Updated Oct 9, 2020 · 2:23 PM PDT

Adam Silver speaking
Adam Silver has some tough decisions to make on the start date of the 2021 season (Photo by Martin Cole/DPPI/Icon Sportswire)
  • Following initial speculation the 2020-21 season could begin around Christmas, odds now favor a January start
  • Getting back in arenas and the prevalence of the virus are key factors Adam Silver and the league will have to determine
  • See the odds on when the league might get back up and running to begin next year below

The books favor a January start to the 2020-21 NBA season. With the several-month long hiatus from the 2019-20 campaign, which (at the time of writing) is still going, there’s going to be a major restructuring of the NBA calendar.
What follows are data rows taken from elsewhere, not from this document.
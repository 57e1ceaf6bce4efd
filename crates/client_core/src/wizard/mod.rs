//! Multi-step event creation/editing flow.
//!
//! The wizard owns an [`EventDraft`], tracks which step is active and how far
//! the user has progressed, gates forward navigation on per-step validation
//! and finally submits the draft through an [`EventsApi`].

mod draft;
mod payload;
mod validation;

use shared::{domain::EventId, protocol::EventRecord};
use tracing::{info, warn};

use crate::EventsApi;

pub use draft::{DraftPatch, EventDraft, Field, FieldErrors};
pub use payload::{build_payload, ONLINE_LOCATION};
pub use validation::MIN_TITLE_LEN;

pub const FIRST_STEP: u8 = 1;
pub const LAST_STEP: u8 = 6;

#[derive(Debug, Clone, Copy, PartialEq, Eq)]
pub enum Step {
    Basics,
    Details,
    DateAndLocation,
    Settings,
    Media,
    Review,
}

impl Step {
    pub const ALL: [Step; LAST_STEP as usize] = [
        Step::Basics,
        Step::Details,
        Step::DateAndLocation,
        Step::Settings,
        Step::Media,
        Step::Review,
    ];

    pub fn from_index(index: u8) -> Option<Self> {
        index
            .checked_sub(FIRST_STEP)
            .and_then(|offset| Self::ALL.get(usize::from(offset)))
            .copied()
    }

    pub fn index(self) -> u8 {
        match self {
            Step::Basics => 1,
            Step::Details => 2,
            Step::DateAndLocation => 3,
            Step::Settings => 4,
            Step::Media => 5,
            Step::Review => 6,
        }
    }

    pub fn title(self) -> &'static str {
        match self {
            Step::Basics => "Basics",
            Step::Details => "Details",
            Step::DateAndLocation => "Date & location",
            Step::Settings => "Settings",
            Step::Media => "Media & tags",
            Step::Review => "Guests & review",
        }
    }
}

/// Whether submission creates a new event or updates an existing one.
#[derive(Debug, Clone, PartialEq, Eq)]
pub enum WizardMode {
    Create,
    Edit(EventId),
}

#[derive(Debug, Clone, PartialEq, Eq)]
pub enum SubmitOutcome {
    Saved(EventId),
    /// The current step or the payload conversion failed; see `errors()`.
    Invalid,
    /// The API call failed; see `submit_error()`.
    Failed,
    /// Another submission is still running.
    Busy,
}

/// Holds the `is_submitting` flag for the duration of one API call and
/// lowers it again however the call ends, including the future being dropped.
struct SubmitGuard<'a> {
    flag: &'a mut bool,
}

impl<'a> SubmitGuard<'a> {
    fn acquire(flag: &'a mut bool) -> Option<Self> {
        if *flag {
            return None;
        }
        *flag = true;
        Some(Self { flag })
    }
}

impl Drop for SubmitGuard<'_> {
    fn drop(&mut self) {
        *self.flag = false;
    }
}

#[derive(Debug, Clone)]
pub struct EventWizard {
    mode: WizardMode,
    current_step: u8,
    max_step_reached: u8,
    draft: EventDraft,
    errors: FieldErrors,
    is_submitting: bool,
    submit_error: Option<String>,
}

impl Default for EventWizard {
    fn default() -> Self {
        Self::create()
    }
}

impl EventWizard {
    pub fn create() -> Self {
        Self {
            mode: WizardMode::Create,
            current_step: FIRST_STEP,
            max_step_reached: FIRST_STEP,
            draft: EventDraft::default(),
            errors: FieldErrors::new(),
            is_submitting: false,
            submit_error: None,
        }
    }

    /// Opens an existing event for editing. Every step is reachable right
    /// away since the stored event already went through the flow once.
    pub fn edit(record: &EventRecord) -> Self {
        Self {
            mode: WizardMode::Edit(record.id.clone()),
            current_step: FIRST_STEP,
            max_step_reached: LAST_STEP,
            draft: EventDraft::from_record(record),
            errors: FieldErrors::new(),
            is_submitting: false,
            submit_error: None,
        }
    }

    pub fn mode(&self) -> &WizardMode {
        &self.mode
    }

    pub fn current_step(&self) -> u8 {
        self.current_step
    }

    pub fn max_step_reached(&self) -> u8 {
        self.max_step_reached
    }

    pub fn draft(&self) -> &EventDraft {
        &self.draft
    }

    pub fn errors(&self) -> &FieldErrors {
        &self.errors
    }

    pub fn error(&self, field: Field) -> Option<&str> {
        self.errors.get(&field).map(String::as_str)
    }

    pub fn is_submitting(&self) -> bool {
        self.is_submitting
    }

    pub fn submit_error(&self) -> Option<&str> {
        self.submit_error.as_deref()
    }

    pub fn is_last_step(&self) -> bool {
        self.current_step == LAST_STEP
    }

    /// Merges `patch` into the draft and drops the error of every field it
    /// touches. Errors come back only with the next validation pass.
    ///
    /// Returns the tag and guest entries that were rejected while merging.
    pub fn update_field(&mut self, patch: DraftPatch) -> Vec<String> {
        for field in patch.fields() {
            self.errors.remove(&field);
        }
        patch.apply(&mut self.draft)
    }

    /// Checks the rules of `step` against the draft and replaces the error
    /// map with what was found.
    pub fn validate_step(&mut self, step: u8) -> bool {
        self.errors = validation::validate_step(step, &self.draft);
        self.errors.is_empty()
    }

    /// Jumps to any step already reached; anything else is ignored.
    pub fn go_to_step(&mut self, step: u8) -> bool {
        if !(FIRST_STEP..=self.max_step_reached).contains(&step) {
            return false;
        }
        self.current_step = step;
        true
    }

    pub fn next_step(&mut self) -> bool {
        if !self.validate_step(self.current_step) || self.is_last_step() {
            return false;
        }
        self.current_step += 1;
        self.max_step_reached = self.max_step_reached.max(self.current_step);
        true
    }

    pub fn prev_step(&mut self) -> bool {
        if self.current_step <= FIRST_STEP {
            return false;
        }
        self.current_step -= 1;
        true
    }

    /// Validates every step in order, for drafts filled in one go. Stops on
    /// the first failing step with its errors in place; when all pass the
    /// wizard lands on the review step.
    pub fn validate_all(&mut self) -> bool {
        for step in FIRST_STEP..=LAST_STEP {
            if !self.validate_step(step) {
                self.max_step_reached = self.max_step_reached.max(step);
                self.current_step = step;
                return false;
            }
        }
        self.max_step_reached = LAST_STEP;
        self.current_step = LAST_STEP;
        true
    }

    /// Validates the current step, sends the draft and reports the outcome.
    ///
    /// On success `on_complete` receives the saved event's id and a wizard
    /// that was creating switches to editing that event, so submitting again
    /// updates it instead of creating a second one. On failure the message
    /// is kept in `submit_error` and the wizard stays where it is.
    pub async fn submit<A, F>(&mut self, api: &A, on_complete: F) -> SubmitOutcome
    where
        A: EventsApi + ?Sized,
        F: FnOnce(&EventId),
    {
        if self.is_submitting {
            return SubmitOutcome::Busy;
        }
        if !self.validate_step(self.current_step) {
            return SubmitOutcome::Invalid;
        }
        let payload = match build_payload(&self.draft) {
            Ok(payload) => payload,
            Err(errors) => {
                self.errors = errors;
                return SubmitOutcome::Invalid;
            }
        };

        self.submit_error = None;
        let result = {
            let Some(_guard) = SubmitGuard::acquire(&mut self.is_submitting) else {
                return SubmitOutcome::Busy;
            };
            match &self.mode {
                WizardMode::Create => {
                    info!(title = %payload.title, "submitting new event");
                    api.create_event(&payload).await
                }
                WizardMode::Edit(id) => {
                    info!(event_id = %id, "submitting event update");
                    api.update_event(id, &payload).await
                }
            }
        };

        match result {
            Ok(id) => {
                info!(event_id = %id, "event saved");
                self.mode = WizardMode::Edit(id.clone());
                on_complete(&id);
                SubmitOutcome::Saved(id)
            }
            Err(err) => {
                warn!(step = self.current_step, "event submission failed: {err}");
                self.submit_error = Some(err.to_string());
                SubmitOutcome::Failed
            }
        }
    }
}

#[cfg(test)]
#[path = "../tests/wizard_tests.rs"]
mod tests;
An offseason as such will still take place. It’s October 9th and there has been no draft or free agency yet. The Los Angeles Lakers and Miami Heat are still in the Orlando bubble – those two teams, in particular, will need a lengthy period to wind down from this season and get ready for the next.

The table below shows the odds on the start date of next season.

Odds on Starting Month of 2021 NBA Season

Month Odds
December 2020 +650
January 2021 -300
February 2021 +350

Odds taken on October 9th

Silver’s Best Guess

Speaking to Bob Costas last month, NBA Commissioner Adam Silver confirmed a likely 2021 start date for the NBA season. Crucially, Silver also pointed to the desire to play a complete, 82-game regular season with fans in home arenas. Such criteria, as noted by Silver, are unknowns at this point.

Silver said, “The goal for us next season is to play a standard season … an 82-game season and playoffs. And further, the goal would be to play games in home arenas in front of fans, but there’s still a lot that we need to learn.”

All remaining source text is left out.